In pour parish, we welcomed 20 Italians, 20 Serbs (some of which actually turned out to be Slovaks) and 20 Polish people, a couple of which actually came from Ukraine and a couple other countries. A nice melting pot of languages, cultures, religious and historical differences. Reviewing those couple days, it was actually a great success, despite the difficulties in communication. People were constantly speaking in 3 or 4 different languages, with translation from Serb to Slovak to Polish for example.
Experiencing this, I was thinking back on a number of those international meetings I assisted over the years, where professional translators need to be hired, or where people expect you to speak to them in their language or will refuse to listen to you.
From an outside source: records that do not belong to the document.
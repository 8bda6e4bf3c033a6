//! Firebase Realtime Database store connector
//!
//! Two documents under the database root:
//!
//! - `<state_path>.json` is overwritten (PUT) with every state report
//! - `<threshold_path>.json` is read (GET) for the threshold override
//!
//! Both URLs carry the database secret as `?auth=<secret>`. The threshold
//! body is handed back untouched; parsing and range checks belong to the
//! core threshold synchronizer.

use std::fmt;

use serde::{Deserialize, Serialize};
use vayuveer_core::{RemoteStore, Report, ThresholdPayload};

use crate::{
    http::{HttpRequest, HttpTransport},
    redact, ConnectionStats, ConnectorError, Result,
};

const JSON_CONTENT_TYPE: &str = "application/json";

/// Database location and secret
#[derive(Clone, PartialEq, Eq, Serialize, Deserialize)]
#[serde(default)]
pub struct FirebaseConfig {
    /// Database host, e.g. `project-default-rtdb.firebaseio.com`
    pub host: String,
    /// Database secret or ID token
    pub auth: String,
    /// Document overwritten with each report
    pub state_path: String,
    /// Document holding the threshold override
    pub threshold_path: String,
}

impl Default for FirebaseConfig {
    fn default() -> Self {
        Self {
            host: String::new(),
            auth: String::new(),
            state_path: "vayuveer/latest".into(),
            threshold_path: "vayuveer/config/threshold".into(),
        }
    }
}

impl fmt::Debug for FirebaseConfig {
    fn fmt(&self, f: &mut fmt::Formatter<'_>) -> fmt::Result {
        f.debug_struct("FirebaseConfig")
            .field("host", &self.host)
            .field("auth", &redact(&self.auth))
            .field("state_path", &self.state_path)
            .field("threshold_path", &self.threshold_path)
            .finish()
    }
}

impl FirebaseConfig {
    pub fn new(host: impl Into<String>, auth: impl Into<String>) -> Self {
        Self {
            host: host.into(),
            auth: auth.into(),
            ..Self::default()
        }
    }

    pub fn validate(&self) -> Result<()> {
        if self.auth.trim().is_empty() {
            return Err(ConnectorError::Config("firebase auth is empty".into()));
        }
        if self.host().is_empty() {
            return Err(ConnectorError::Config("firebase host is empty".into()));
        }
        if self.host.starts_with("http://") {
            return Err(ConnectorError::Config("firebase host must use https".into()));
        }
        for path in [&self.state_path, &self.threshold_path] {
            if path.trim_matches('/').is_empty() {
                return Err(ConnectorError::Config("firebase document path is empty".into()));
            }
        }
        Ok(())
    }

    /// Host without scheme or trailing slash
    pub fn host(&self) -> &str {
        self.host
            .strip_prefix("https://")
            .unwrap_or(&self.host)
            .trim_end_matches('/')
    }

    fn document_url(&self, path: &str) -> String {
        format!(
            "https://{}/{}.json?auth={}",
            self.host(),
            path.trim_matches('/'),
            self.auth
        )
    }

    pub(crate) fn state_url(&self) -> String {
        self.document_url(&self.state_path)
    }

    pub(crate) fn threshold_url(&self) -> String {
        self.document_url(&self.threshold_path)
    }
}

/// [`RemoteStore`] over the Firebase REST API
pub struct FirebaseStore<T> {
    config: FirebaseConfig,
    transport: T,
    stats: ConnectionStats,
}

impl<T: HttpTransport> FirebaseStore<T> {
    /// Create a store; fails on a missing host or secret
    pub fn new(config: FirebaseConfig, transport: T) -> Result<Self> {
        config.validate()?;
        Ok(Self {
            config,
            transport,
            stats: ConnectionStats::default(),
        })
    }

    pub fn config(&self) -> &FirebaseConfig {
        &self.config
    }

    pub fn stats(&self) -> &ConnectionStats {
        &self.stats
    }

    pub fn transport(&self) -> &T {
        &self.transport
    }

    fn write(&mut self, report: &Report) -> Result<usize> {
        let body = serde_json::to_string(report)?;
        let len = body.len();
        let request = HttpRequest::put(self.config.state_url(), JSON_CONTENT_TYPE, body);

        let response = self.transport.send(&request)?;
        log::info!("Firebase update response: {}", response.status);
        if !response.is_success() {
            return Err(ConnectorError::Status(response.status));
        }
        Ok(len)
    }

    fn read_threshold(&mut self) -> Result<ThresholdPayload> {
        let request = HttpRequest::get(self.config.threshold_url());

        let response = self.transport.send(&request)?;
        if response.status != 200 {
            return Err(ConnectorError::Status(response.status));
        }

        let body = response.body.trim();
        ThresholdPayload::try_from(body).map_err(|_| {
            ConnectorError::Malformed(format!(
                "threshold body of {} bytes exceeds {}",
                body.len(),
                ThresholdPayload::new().capacity()
            ))
        })
    }
}

impl<T: HttpTransport> RemoteStore for FirebaseStore<T> {
    type Error = ConnectorError;

    fn put_state(&mut self, report: &Report) -> Result<()> {
        match self.write(report) {
            Ok(bytes) => {
                self.stats.record_sent(bytes);
                Ok(())
            }
            Err(e) => {
                self.stats.record_failure(&e);
                Err(e)
            }
        }
    }

    fn fetch_threshold(&mut self) -> Result<ThresholdPayload> {
        let result = self.read_threshold();
        if let Err(e) = &result {
            self.stats.record_failure(e);
        }
        result
    }
}
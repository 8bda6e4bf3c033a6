//! Simulated hardware for running the monitor on a host
//!
//! - [`SimulatedSensor`]: an MQ-6 that reads a noisy baseline, or a leak
//!   level while a leak is switched on
//! - [`LogPin`]: an output pin that logs level changes
//! - [`StdDelay`]: `DelayNs` over `thread::sleep`

use std::convert::Infallible;
use std::thread;
use std::time::Duration;

use embedded_hal::delay::DelayNs;
use embedded_hal::digital::{ErrorType, OutputPin};
use log::info;
use vayuveer_core::AnalogSensor;

/// Largest 12-bit ADC count
const ADC_MAX: u16 = 4095;

/// Noisy gas sensor with a switchable leak
pub struct SimulatedSensor {
    baseline: u16,
    noise: u16,
    leak: Option<u16>,
    seed: u32,
}

impl SimulatedSensor {
    pub fn new(baseline: u16, noise: u16) -> Self {
        Self {
            baseline,
            noise,
            leak: None,
            seed: 42,
        }
    }

    /// Switch the leak on at `level`, or off with `None`
    pub fn set_leak(&mut self, level: Option<u16>) {
        if level != self.leak {
            match level {
                Some(level) => info!("Simulated leak started at {}", level),
                None => info!("Simulated leak stopped"),
            }
        }
        self.leak = level;
    }

    // xorshift32; reproducible runs matter more than quality here
    fn next_random(&mut self) -> u32 {
        let mut x = self.seed;
        x ^= x << 13;
        x ^= x >> 17;
        x ^= x << 5;
        self.seed = x;
        x
    }

    fn jitter(&mut self) -> i32 {
        if self.noise == 0 {
            return 0;
        }
        let span = u32::from(self.noise) * 2 + 1;
        (self.next_random() % span) as i32 - i32::from(self.noise)
    }
}

impl AnalogSensor for SimulatedSensor {
    type Error = Infallible;

    fn read_raw(&mut self) -> nb::Result<u16, Self::Error> {
        let level = self.leak.unwrap_or(self.baseline);
        let raw = (i32::from(level) + self.jitter()).clamp(0, i32::from(ADC_MAX));
        Ok(raw as u16)
    }
}

/// Output pin that logs its level
pub struct LogPin {
    name: &'static str,
    high: Option<bool>,
}

impl LogPin {
    pub fn new(name: &'static str) -> Self {
        Self { name, high: None }
    }

    fn set(&mut self, high: bool) {
        if self.high != Some(high) {
            info!("{} {}", self.name, if high { "ON" } else { "OFF" });
        }
        self.high = Some(high);
    }
}

impl ErrorType for LogPin {
    type Error = Infallible;
}

impl OutputPin for LogPin {
    fn set_low(&mut self) -> Result<(), Self::Error> {
        self.set(false);
        Ok(())
    }

    fn set_high(&mut self) -> Result<(), Self::Error> {
        self.set(true);
        Ok(())
    }
}

/// Blocking delay on the host
#[derive(Debug, Default, Clone, Copy)]
pub struct StdDelay;

impl DelayNs for StdDelay {
    fn delay_ns(&mut self, ns: u32) {
        thread::sleep(Duration::from_nanos(u64::from(ns)));
    }

    fn delay_ms(&mut self, ms: u32) {
        thread::sleep(Duration::from_millis(u64::from(ms)));
    }
}
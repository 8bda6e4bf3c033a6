//! Telegram chat connector
//!
//! Sends alert and all-clear messages through the Bot API `sendMessage`
//! method as a form-encoded POST. The response body is ignored; the status
//! is logged and anything outside 2xx counts as a failed delivery.

use std::fmt;

use serde::{Deserialize, Serialize};
use vayuveer_core::{encoding::percent_encode, ChatNotifier};

use crate::{
    http::{HttpRequest, HttpTransport},
    redact, ConnectionStats, ConnectorError, Result,
};

const FORM_CONTENT_TYPE: &str = "application/x-www-form-urlencoded";

/// Bot credentials and recipient
#[derive(Clone, PartialEq, Eq, Serialize, Deserialize)]
#[serde(default)]
pub struct TelegramConfig {
    /// API root, without a trailing slash
    pub api_base: String,
    /// Bot token as issued by BotFather
    pub bot_token: String,
    /// Recipient chat id (numeric, may be negative for groups)
    pub chat_id: String,
}

impl Default for TelegramConfig {
    fn default() -> Self {
        Self {
            api_base: "https://api.telegram.org".into(),
            bot_token: String::new(),
            chat_id: String::new(),
        }
    }
}

impl fmt::Debug for TelegramConfig {
    fn fmt(&self, f: &mut fmt::Formatter<'_>) -> fmt::Result {
        f.debug_struct("TelegramConfig")
            .field("api_base", &self.api_base)
            .field("bot_token", &redact(&self.bot_token))
            .field("chat_id", &self.chat_id)
            .finish()
    }
}

impl TelegramConfig {
    pub fn new(bot_token: impl Into<String>, chat_id: impl Into<String>) -> Self {
        Self {
            bot_token: bot_token.into(),
            chat_id: chat_id.into(),
            ..Self::default()
        }
    }

    /// Point at a different API root (self-hosted Bot API server)
    pub fn api_base(mut self, base: impl Into<String>) -> Self {
        self.api_base = base.into();
        self
    }

    pub fn validate(&self) -> Result<()> {
        if self.bot_token.trim().is_empty() {
            return Err(ConnectorError::Config("telegram bot_token is empty".into()));
        }
        if self.chat_id.trim().is_empty() {
            return Err(ConnectorError::Config("telegram chat_id is empty".into()));
        }
        if !self.api_base.starts_with("https://") {
            return Err(ConnectorError::Config(
                "telegram api_base must start with https://".into(),
            ));
        }
        Ok(())
    }

    fn send_message_url(&self) -> String {
        format!(
            "{}/bot{}/sendMessage",
            self.api_base.trim_end_matches('/'),
            self.bot_token
        )
    }
}

/// [`ChatNotifier`] over the Telegram Bot API
pub struct TelegramNotifier<T> {
    config: TelegramConfig,
    transport: T,
    stats: ConnectionStats,
}

impl<T: HttpTransport> TelegramNotifier<T> {
    /// Create a notifier; fails on missing credentials
    pub fn new(config: TelegramConfig, transport: T) -> Result<Self> {
        config.validate()?;
        Ok(Self {
            config,
            transport,
            stats: ConnectionStats::default(),
        })
    }

    pub fn stats(&self) -> &ConnectionStats {
        &self.stats
    }

    pub fn transport(&self) -> &T {
        &self.transport
    }

    fn form_body(&self, text: &str) -> String {
        format!(
            "chat_id={}&text={}",
            percent_encode(&self.config.chat_id),
            percent_encode(text)
        )
    }
}

impl<T: HttpTransport> ChatNotifier for TelegramNotifier<T> {
    type Error = ConnectorError;

    fn send_message(&mut self, text: &str) -> Result<()> {
        let request = HttpRequest::post(
            self.config.send_message_url(),
            FORM_CONTENT_TYPE,
            self.form_body(text),
        );

        let outcome = self.transport.send(&request).and_then(|response| {
            log::info!("Telegram response: {}", response.status);
            if response.is_success() {
                Ok(())
            } else {
                Err(ConnectorError::Status(response.status))
            }
        });

        match &outcome {
            Ok(()) => self.stats.record_sent(request.body_len()),
            Err(e) => self.stats.record_failure(e),
        }
        outcome
    }
}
What was the difference. here we had people from all over Europe coming with the intention to live something together. Silence, songs (and I believe, despite my awful track record in singing, I must have sang in 8 or 10 different languages over those days), and eagerness to learn to know and understand others better made the difference. And, as somebody told me, if the words could not be understood, gestures and drawings did the rest.
I believe we can learn something important from such an event. Where there is a will, there is a way. Indeed, its by being open and eager to understand the other, his/her standpoint that communication can truly take place. But how often are we blocked by feeling we are the customer and the other should adapt to us. How often are we in a one-way street. That’s our problem. So, lets take a lesson from those 40000 youngsters who are the Europe of tomorrow.